*RECORDED DATA*
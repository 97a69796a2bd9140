//! Test Helpers

use fieldwork::jobs::{CustomerDetails, Job, JobUuid};

use crate::{
    domain::jobs::{JobsService, JobsServiceError, data::NewJob},
    test::TestContext,
};

pub(crate) fn customer() -> CustomerDetails {
    CustomerDetails {
        name: "Margaret Hamilton".to_string(),
        phone: "555-010-1000".to_string(),
        email: Some("margaret@example.com".to_string()),
        address: Some("1 Apollo Way".to_string()),
    }
}

pub(crate) async fn create_job(ctx: &TestContext) -> Result<Job, JobsServiceError> {
    ctx.jobs
        .create_job(NewJob {
            uuid: JobUuid::new(),
            customer: customer(),
            description: "Furnace not igniting".to_string(),
            scheduled_for: None,
            tech_uuid: None,
        })
        .await
}
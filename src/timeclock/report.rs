//! Worked Time Report

use std::{collections::BTreeMap, io};

use jiff::Timestamp;
use rust_decimal::{Decimal, RoundingStrategy};
use tabled::{
    builder::Builder,
    settings::{Alignment, Style, object::Columns},
};

use crate::{technicians::TechUuid, timeclock::entry::TimeEntry};

/// Totals for one technician.
#[derive(Debug, Clone, Copy, PartialEq, Eq, Default)]
pub struct TechWorkedTime {
    /// Entries counted.
    pub entries: usize,

    /// Entries still open when the report was taken.
    pub open_entries: usize,

    /// Entries an administrator corrected.
    pub edited_entries: usize,

    /// Sum of per-entry worked minutes, unrounded.
    pub minutes: Decimal,
}

impl TechWorkedTime {
    /// Worked minutes rounded to the whole minute for display.
    #[must_use]
    pub fn whole_minutes(&self) -> Decimal {
        self.minutes
            .round_dp_with_strategy(0, RoundingStrategy::MidpointAwayFromZero)
    }
}

/// Worked time per technician.
#[derive(Debug, Clone, PartialEq, Eq, Default)]
pub struct WorkedTimeReport {
    techs: BTreeMap<TechUuid, TechWorkedTime>,
}

impl WorkedTimeReport {
    /// Sum worked minutes per technician, evaluating open shifts at `now`.
    pub fn from_entries<'a>(
        entries: impl IntoIterator<Item = &'a TimeEntry>,
        now: Timestamp,
    ) -> Self {
        let mut techs: BTreeMap<TechUuid, TechWorkedTime> = BTreeMap::new();

        for entry in entries {
            let totals = techs.entry(entry.tech_uuid).or_default();

            totals.entries += 1;
            totals.minutes += entry.worked_minutes(now);

            if entry.is_open() {
                totals.open_entries += 1;
            }

            if entry.is_edited() {
                totals.edited_entries += 1;
            }
        }

        Self { techs }
    }

    /// Totals for one technician.
    #[must_use]
    pub fn tech(&self, tech_uuid: TechUuid) -> Option<&TechWorkedTime> {
        self.techs.get(&tech_uuid)
    }

    /// Iterate technicians in id order.
    pub fn iter(&self) -> impl Iterator<Item = (TechUuid, &TechWorkedTime)> {
        self.techs.iter().map(|(tech, totals)| (*tech, totals))
    }

    /// Sum across all technicians, unrounded.
    #[must_use]
    pub fn total_minutes(&self) -> Decimal {
        self.techs.values().map(|totals| totals.minutes).sum()
    }

    /// Whether any entries were counted.
    #[must_use]
    pub fn is_empty(&self) -> bool {
        self.techs.is_empty()
    }

    /// Render as a table, one row per technician.
    ///
    /// # Errors
    ///
    /// Returns an error if writing to `out` fails.
    pub fn write_to(&self, mut out: impl io::Write) -> io::Result<()> {
        let mut builder = Builder::default();

        builder.push_record(["Technician", "Entries", "Open", "Edited", "Minutes", "Hours"]);

        for (tech, totals) in self.iter() {
            let minutes = totals.whole_minutes();

            builder.push_record([
                tech.to_string(),
                totals.entries.to_string(),
                totals.open_entries.to_string(),
                totals.edited_entries.to_string(),
                minutes.to_string(),
                hours(minutes).to_string(),
            ]);
        }

        let mut table = builder.build();

        table.with(Style::modern_rounded());
        table.modify(Columns::new(1..), Alignment::right());

        writeln!(out, "{table}")
    }
}

fn hours(minutes: Decimal) -> Decimal {
    (minutes / Decimal::from(60)).round_dp(2)
}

*EXERCISE BRIEF*
Show the lines above with "NewJob".

*COMPLETED TASK*
    domain::jobs::{JobsService, JobsServiceError, data::NewJob},
        .create_job(NewJob {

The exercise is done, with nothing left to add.